Meg and Steve suggest, if we're up for it, an overnight bike ride down the coast. It's been a while since they've taken a proper pedal, and they have the keys to a friend's cabin down in Smitswinkelbaii, a place Meg promises we'll enjoy. We don't need much convincing. By late morning, the four of us have loaded up our bikes with food, clothes, and beer. We begin pedaling.
The coastline is spectacular, all cliffs and sand and winding roads. We take a few breaks. Steve gets a snack. Meg detours us through a mainland penguin colony, and we close in on a few of the little birds resting in the bushes. Traffic calms as we cycle further. The road climbs, and we climb with it.
By mid-afternoon, we arrive at an unmarked trailhead branching off the paved road. It's no place for bicycles, but that's the very point. Smitswinkelbaii is special precisely because of its isolation. There are no roads in, no cars or quads or bike paths, just a few rocky footpaths hardly wide enough for two hikers to squeeze by.
For us, that means heaving our (partially) loaded bicycles down a steep hill with all the requisite grunting, slipping, and sliding one would expect. One by one, we work our way downwards, clutching our brake levers and guiding our bikes around the tighter bends. When the terrain becomes too rocky, which it often does, we lift them by their top tubes and carry them. It's punishing work, but we're rewarded by sight of Smitswinkelbaii down below.
It's a village of summer homes, mostly, a smattering of perhaps a dozen mismatched houses littered about the bay. They conform to the contours they're given. Some sit on slats or stilts. Others rest atop a ridge or perch flatly on a level butte. From up above, Meg points out our destination for the night. It was the very first home built here, over a century ago, and it's close enough to the water to hear the gentle waves kiss the sand.
We settle in. Chris joins us later, parking his car up on the cliff. A few of us hike up to his vehicle to haul down the essentials: firewood, wine bottles, food.

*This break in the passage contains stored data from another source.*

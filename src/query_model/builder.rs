use super::{
    BodyClause, FromClause, JoinClause, OrderByClause, OrderingDirection, QueryExpr, QueryModel,
    QueryOrdering, ResultOperator, SelectClause, WhereClause,
};

/// Fluent construction of a [`QueryModel`].
///
/// The select clause defaults to the main from clause's items.
#[derive(Debug, Clone)]
pub struct QueryModelBuilder {
    main_from_clause: FromClause,
    body_clauses: Vec<BodyClause>,
    selector: Option<QueryExpr>,
    result_operators: Vec<ResultOperator>,
}

impl QueryModelBuilder {
    pub fn new(main_from_clause: FromClause) -> Self {
        Self {
            main_from_clause,
            body_clauses: vec![],
            selector: None,
            result_operators: vec![],
        }
    }

    pub fn main_source(&self) -> QueryExpr {
        self.main_from_clause.reference()
    }

    pub fn additional_from(mut self, clause: FromClause) -> Self {
        self.body_clauses.push(BodyClause::AdditionalFrom(clause));
        self
    }

    pub fn where_clause(mut self, predicate: QueryExpr) -> Self {
        self.body_clauses
            .push(BodyClause::Where(WhereClause { predicate }));
        self
    }

    pub fn order_by(mut self, expression: QueryExpr, direction: OrderingDirection) -> Self {
        self.body_clauses.push(BodyClause::OrderBy(OrderByClause {
            orderings: vec![QueryOrdering {
                expression,
                direction,
            }],
        }));
        self
    }

    pub fn join(mut self, clause: JoinClause) -> Self {
        self.body_clauses.push(BodyClause::Join(clause));
        self
    }

    pub fn select(mut self, selector: QueryExpr) -> Self {
        self.selector = Some(selector);
        self
    }

    pub fn result_operator(mut self, operator: ResultOperator) -> Self {
        self.result_operators.push(operator);
        self
    }

    pub fn build(self) -> QueryModel {
        let selector = self
            .selector
            .unwrap_or_else(|| self.main_from_clause.reference());
        QueryModel {
            main_from_clause: self.main_from_clause,
            body_clauses: self.body_clauses,
            select_clause: SelectClause { selector },
            result_operators: self.result_operators,
        }
    }
}
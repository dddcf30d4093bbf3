//! Integration tests - whole translations against the kitchen fixture mapping
//!
//! These tests drive query models through preparation, mapping resolution and the SQL context
//! stage, checking the resolved statement trees a renderer would receive.

mod join_deduplication_tests;
mod mapping_schema_tests;
mod result_operator_tests;
mod translation_tests;

use std::sync::Arc;

use relq::{
    query_model::{DataType, FromClause, MemberRef, QueryExpr, QueryModelBuilder, SourceIdGenerator},
    MappingSchema, QueryTranslator, TranslatorConfig,
};

pub const KITCHEN_MAPPING: &str = include_str!("../../fixtures/kitchen_mapping.yaml");

pub fn kitchen_schema() -> MappingSchema {
    MappingSchema::from_yaml_str(KITCHEN_MAPPING).expect("fixture mapping must load")
}

pub fn translator() -> QueryTranslator<'static> {
    QueryTranslator::new(Arc::new(kitchen_schema()), TranslatorConfig::default())
}

pub fn translator_without_emulation() -> QueryTranslator<'static> {
    let config = TranslatorConfig {
        emulate_boolean_as_integer: false,
        ..Default::default()
    };
    QueryTranslator::new(Arc::new(kitchen_schema()), config)
}

pub fn cook() -> DataType {
    DataType::entity("Cook")
}

/// `from c in Cooks`
pub fn cooks(ids: &mut SourceIdGenerator) -> QueryModelBuilder {
    QueryModelBuilder::new(FromClause::new(
        ids.next_id(),
        "c",
        cook(),
        QueryExpr::queryable(cook()),
    ))
}

pub fn cook_member(name: &str, data_type: DataType) -> MemberRef {
    MemberRef::new("Cook", name, data_type)
}
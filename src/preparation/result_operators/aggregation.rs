use log::debug;

use crate::{
    preparation::{PreparationResult, QueryModelVisitor},
    query_model::{average_type, DataType, ResultOperator},
    sql_statement::{AggregationModifier, ResultShape, SqlExpr, StatementError},
};

use super::{mismatched, ResultOperatorHandler};

/// Count, LongCount, Sum, Min, Max and Average.
///
/// Aggregating a limited, grouped, distinct or already aggregated set needs the set as a
/// sub-statement. A limited set keeps its orderings inside that sub-statement; the aggregate
/// itself is never ordered.
pub struct AggregationHandler;

impl ResultOperatorHandler for AggregationHandler {
    fn handle(
        &self,
        operator: &ResultOperator,
        visitor: &mut QueryModelVisitor<'_, '_, '_>,
    ) -> PreparationResult<()> {
        let modifier = aggregation_modifier(operator).ok_or_else(|| mismatched(operator))?;

        let builder = &visitor.builder;
        if builder.top_expression.is_some()
            || builder.group_by_expression.is_some()
            || builder.is_distinct
            || builder.aggregation_modifier != AggregationModifier::None
        {
            visitor.seal_and_wrap(false)?;
        }
        visitor.builder.orderings.clear();

        let projection = visitor
            .builder
            .select_projection
            .take()
            .ok_or(StatementError::MissingSelectProjection)?;
        let data_type = aggregation_type(operator, &projection.data_type());
        debug!("Aggregating current projection with {} as {}", modifier, data_type);

        let builder = &mut visitor.builder;
        builder.aggregation_modifier = modifier;
        builder.select_projection = Some(SqlExpr::aggregation(
            modifier,
            projection,
            data_type.clone(),
        ));
        builder.shape = Some(ResultShape::Scalar { data_type });
        Ok(())
    }
}

pub fn aggregation_modifier(operator: &ResultOperator) -> Option<AggregationModifier> {
    match operator {
        ResultOperator::Count | ResultOperator::LongCount => Some(AggregationModifier::Count),
        ResultOperator::Sum => Some(AggregationModifier::Sum),
        ResultOperator::Min => Some(AggregationModifier::Min),
        ResultOperator::Max => Some(AggregationModifier::Max),
        ResultOperator::Average => Some(AggregationModifier::Average),
        _ => None,
    }
}

/// Output type per operator kind, never inferred from the aggregation node itself.
pub fn aggregation_type(operator: &ResultOperator, operand: &DataType) -> DataType {
    match operator {
        ResultOperator::Count => DataType::Int32,
        ResultOperator::LongCount => DataType::Int64,
        ResultOperator::Average => average_type(operand),
        _ => operand.clone(),
    }
}

#[cfg(test)]
mod tests {
    use super::*;
    use crate::{
        preparation::result_operators::test_support::*,
        query_model::{OrderingDirection, QueryExpr, SourceIdGenerator},
        sql_statement::TableSource,
    };
    use test_case::test_case;

    #[test_case(ResultOperator::Count, DataType::Int32, DataType::Int32; "count is int32")]
    #[test_case(ResultOperator::LongCount, DataType::Int32, DataType::Int64; "long count is int64")]
    #[test_case(ResultOperator::Sum, DataType::Decimal, DataType::Decimal; "sum keeps operand type")]
    #[test_case(ResultOperator::Max, DataType::DateTime, DataType::DateTime; "max keeps operand type")]
    #[test_case(ResultOperator::Average, DataType::Int32, DataType::Double; "average of ints is double")]
    #[test_case(ResultOperator::Average, DataType::Decimal, DataType::Decimal; "average of decimals is decimal")]
    fn test_aggregation_output_type(operator: ResultOperator, operand: DataType, expected: DataType) {
        assert_eq!(aggregation_type(&operator, &operand), expected);
    }

    #[test]
    fn test_count_sets_modifier_and_scalar_shape() {
        let mut ids = SourceIdGenerator::default();
        let builder = cooks_model(&mut ids);
        let cook_ref = builder.main_source();
        let model = builder
            .order_by(
                cook_ref.member(cook_member("Name", DataType::String)),
                OrderingDirection::Asc,
            )
            .result_operator(ResultOperator::Count)
            .build();
        let statement = prepare(&model);

        assert_eq!(statement.aggregation_modifier(), AggregationModifier::Count);
        assert_eq!(
            statement.shape(),
            &ResultShape::Scalar {
                data_type: DataType::Int32
            }
        );
        assert!(statement.orderings().is_empty());
        assert!(matches!(
            statement.select_projection(),
            SqlExpr::Aggregation(_)
        ));
    }

    #[test]
    fn test_aggregate_after_take_wraps_limited_statement() {
        let mut ids = SourceIdGenerator::default();
        let builder = cooks_model(&mut ids);
        let age = builder
            .main_source()
            .member(cook_member("Age", DataType::Int32));
        let model = builder
            .select(age)
            .result_operator(ResultOperator::Take {
                count: QueryExpr::int(5),
            })
            .result_operator(ResultOperator::Sum)
            .build();
        let statement = prepare(&model);

        assert_eq!(statement.aggregation_modifier(), AggregationModifier::Sum);
        assert!(statement.top_expression().is_none());
        assert_eq!(statement.tables().len(), 1);
        let TableSource::SubStatement(inner) = &statement.tables()[0].source else {
            panic!("expected the limited statement to be wrapped");
        };
        assert_eq!(
            inner.statement.top_expression(),
            Some(&constant_int(5))
        );
        assert_eq!(inner.statement.aggregation_modifier(), AggregationModifier::None);
        assert!(matches!(
            inner.statement.select_projection(),
            SqlExpr::Named(named) if named.name.as_deref() == Some("value")
        ));
    }
}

We spend the remainder of the evening consuming those essentials, seated around the fireplace as a big pot of chili cooks above it.
The night grows cold, and we retreat to our beds. In the morning we walk down to the beach. Boulders are scattered about, and we spend a few hours climbing them on the way to nowhere in particular: a vista on the shoreline's northern edge, a shallow cave on the southern side. The village is still, quiet, empty. Eventually, we return to the house. We wash dishes. We pack our things. We lock up behind us. And then we begin the arduous work of hauling our bicycles and our bags and our bodies back up the steep slopes of Smitswinkelbaii.
It's evening by the time we pedal back into Muizenberg. Chris makes us (another) delicious dinner, and our new friends crack open a South African road atlas to help us discern a way north. We're in no rush, we say, and we want to see the best of what this side of South Africa has to offer. Meg, whose work involves studying eagles deep in the Cederberg Mountains, and Chris, an avid hiker of those mountains, point us in a direction we may enjoy.
The plan is to start along the coast, following the Western Cape's flatlands about a third of the way to Namibia. We'll then veer east, slamming right into the Cederbergs in all their splendor. And then: dirt roads, desert scenery, the border.
It's settled, and the next morning we turn north. But we're not through with the relative comforts of the city just yet. Up along the western edge of Cape Town, a Couchsurfing host named Kimberly has very kindly agreed to put us up for another two nights. We spend the morning dodging heavy traffic on one of the main (and only) roads from the Cape suburbs, and we're warmly greeted by Kimberly at her Sea Point flat by mid-afternoon. We're treated to more generosity: warm soup, a comfortable bed in her spare room, and more gorgeous views right out the window, this time of Cape Town's iconic Lion's Head mountain.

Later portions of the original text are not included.